第145話 よく分からない女
「なんか用っスか?」
目の前で立ち止まり、明らかに自分達に用があると思ったガランが謎の男女2人組に話しかけた。
すると、男は何も話す気はないのか後ろに下がり、前に立った女がアリアスとガランと交互に視線を向ける。
「勇者アリアスはどちらですか?」
完全に質問を無視した返答だったが、特に気にせずアリアスが手を上げる。
「アリアスは僕ですが、僕に何か用ですか?」
女は正直に名乗り出たアリアスをじっと見つめる。
「えーと、なんですか?」
「いえ、失礼しました。ところでフィーリーアという名に心当たりはありませんか?」
何の説明もない唐突な質問だったが、特にアリアスは特に気にすることなく、フィーリーアという名について考えてみた。
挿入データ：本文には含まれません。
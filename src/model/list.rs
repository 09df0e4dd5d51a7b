//! Normalized list blocks.

use super::StyledSpan;
use serde::{Deserialize, Serialize};

/// Deepest nesting level storymap lists support (0-based).
pub const MAX_LIST_DEPTH: u8 = 1;

/// Marker prepended once per simulated level beyond [`MAX_LIST_DEPTH`].
pub const DEPTH_MARKER: &str = "---";

/// Ordered or unordered list.
#[derive(Debug, Clone, Copy, Default, PartialEq, Eq, Hash, Serialize, Deserialize)]
#[serde(rename_all = "lowercase")]
pub enum ListType {
    /// Bulleted list
    #[default]
    Unordered,
    /// Numbered list
    Ordered,
}

impl ListType {
    /// Map a `w:numFmt` value.
    pub fn from_num_fmt(fmt: &str) -> Self {
        match fmt {
            "bullet" | "none" | "" => ListType::Unordered,
            _ => ListType::Ordered,
        }
    }

    /// The storymap text node type.
    pub fn storymap_type(self) -> &'static str {
        match self {
            ListType::Unordered => "bullet-list",
            ListType::Ordered => "numbered-list",
        }
    }

    /// The HTML container tag.
    pub fn tag(self) -> &'static str {
        match self {
            ListType::Unordered => "ul",
            ListType::Ordered => "ol",
        }
    }
}

/// A contiguous run of list items sharing one list type.
#[derive(Debug, Clone, PartialEq, Serialize, Deserialize)]
pub struct ListBlock {
    /// Type of the whole block, fixed by its first item
    pub list_type: ListType,

    /// Items in document order
    pub items: Vec<ListItem>,
}

impl ListBlock {
    /// Create an empty block.
    pub fn new(list_type: ListType) -> Self {
        Self {
            list_type,
            items: Vec::new(),
        }
    }

    /// Number of items.
    pub fn len(&self) -> usize {
        self.items.len()
    }

    /// Check if the block has no items.
    pub fn is_empty(&self) -> bool {
        self.items.is_empty()
    }

    /// Number of items whose authored type differed from the block type.
    pub fn coerced_count(&self) -> usize {
        self.items.iter().filter(|i| i.coerced).count()
    }

    /// Number of items that were remapped from a deeper level.
    pub fn flattened_count(&self) -> usize {
        self.items.iter().filter(|i| !i.prefix.is_empty()).count()
    }
}

/// One list entry after depth normalization.
#[derive(Debug, Clone, PartialEq, Serialize, Deserialize)]
pub struct ListItem {
    /// Rendered depth: 0 or 1
    pub depth: u8,

    /// Depth after the no-skipped-levels clamp, before remapping
    pub nesting_depth: u8,

    /// Simulated-depth prefix (empty for depths 0 and 1)
    pub prefix: String,

    /// Whether the authored list type was overridden
    pub coerced: bool,

    /// Item content
    pub spans: Vec<StyledSpan>,

    /// Index of the source paragraph in the document body
    pub source_index: usize,
}

impl ListItem {
    /// Plain text including the prefix.
    pub fn plain_text(&self) -> String {
        let text: String = self.spans.iter().map(|s| s.text.as_str()).collect();
        if self.prefix.is_empty() {
            text
        } else {
            format!("{} {}", self.prefix, text)
        }
    }
}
だが、アリアスの知り合いにフィーリーアという名の女性?はいない。
一応他の3人にも視線を送って確認するが、3人とも首を横に振った。
「知らないですね」
「……そうですか」
女は残念そうにするが、アリアスにはなぜ女がアリアスを訪ねてきたのか分からなかった。
もちろん質問の意味自体は分かる。
だが、女が何を以ってアリアスがそのフィーリーアという名の人物は知っていると思ったのかが分からなかったのである。
アリアスがそんな事を考えていると女は続けざまに質問した。
「では勇者クドウと勇者アールの滞在先を教えてもらえませんか? いくつか聞いてみたい事がありますので」
「いや、それはちょっと……」
流石のアリアスも女のこの質問には言葉が詰まった。
もちろんクドウ達の滞在している宿は知っているが許可を得てもいないのに勝手に話すわけにはいかない。
それ以前に言葉遣いこそ丁寧だが、遠慮を知らなさそうな上に空気を読めなさそうなこの女をクドウ達の事を教えたくない。
何か問題が起きれば責任を負わなければならないのはクドウ達の事を話したアリアスとなるのだから。
アリアスも他の冒険者ならばまだしもクドウ達とそんなことで遺恨など残したくはないのだ。
(ていうか今この場にアールさんがいたら喧嘩になってるよね? 多分……)
アリアス自身はあまり気にしないが、仮にクドウ相手に今のような接し方をすれば、恐らくだがアールは黙っていないと思う。
アールは自身が侮られる事も良しとしないがクドウの事になればそれはもっと顕著となる。
アールはクドウを侮る者を決して許しはしない。
短い付き合いだがアリアスはその事をはっきりと理解できる程度には『魔王』というパーティーを理解していた。
(できれば会わせたくはないけど、このままほっといたらもうすぐクドウさん達ここに来るよね? 待っていればここに来るくらいの事は話していいんだろうか?)
アリアスが葛藤する中、女は次の言葉を待っているのかアリアスを見つめている。
(なんか雰囲気あるんだよな。態度もそうだけど低ランク冒険者には見えない。でも魔力がほとんどないから魔法はほとんど使えないはずなんだけど)
強そうには見えないのに強そうにしか見えない。
アリアスがそんな女への対応を決めかねているとこれまで一言も発していなかったシステアが声を上げたのだった。
「ていうかお前達は何者じゃ? クドウさんに何を聞きたいのじゃ?」
そう言ったシステアの表情はアリアス以上の警戒の色を秘めていた。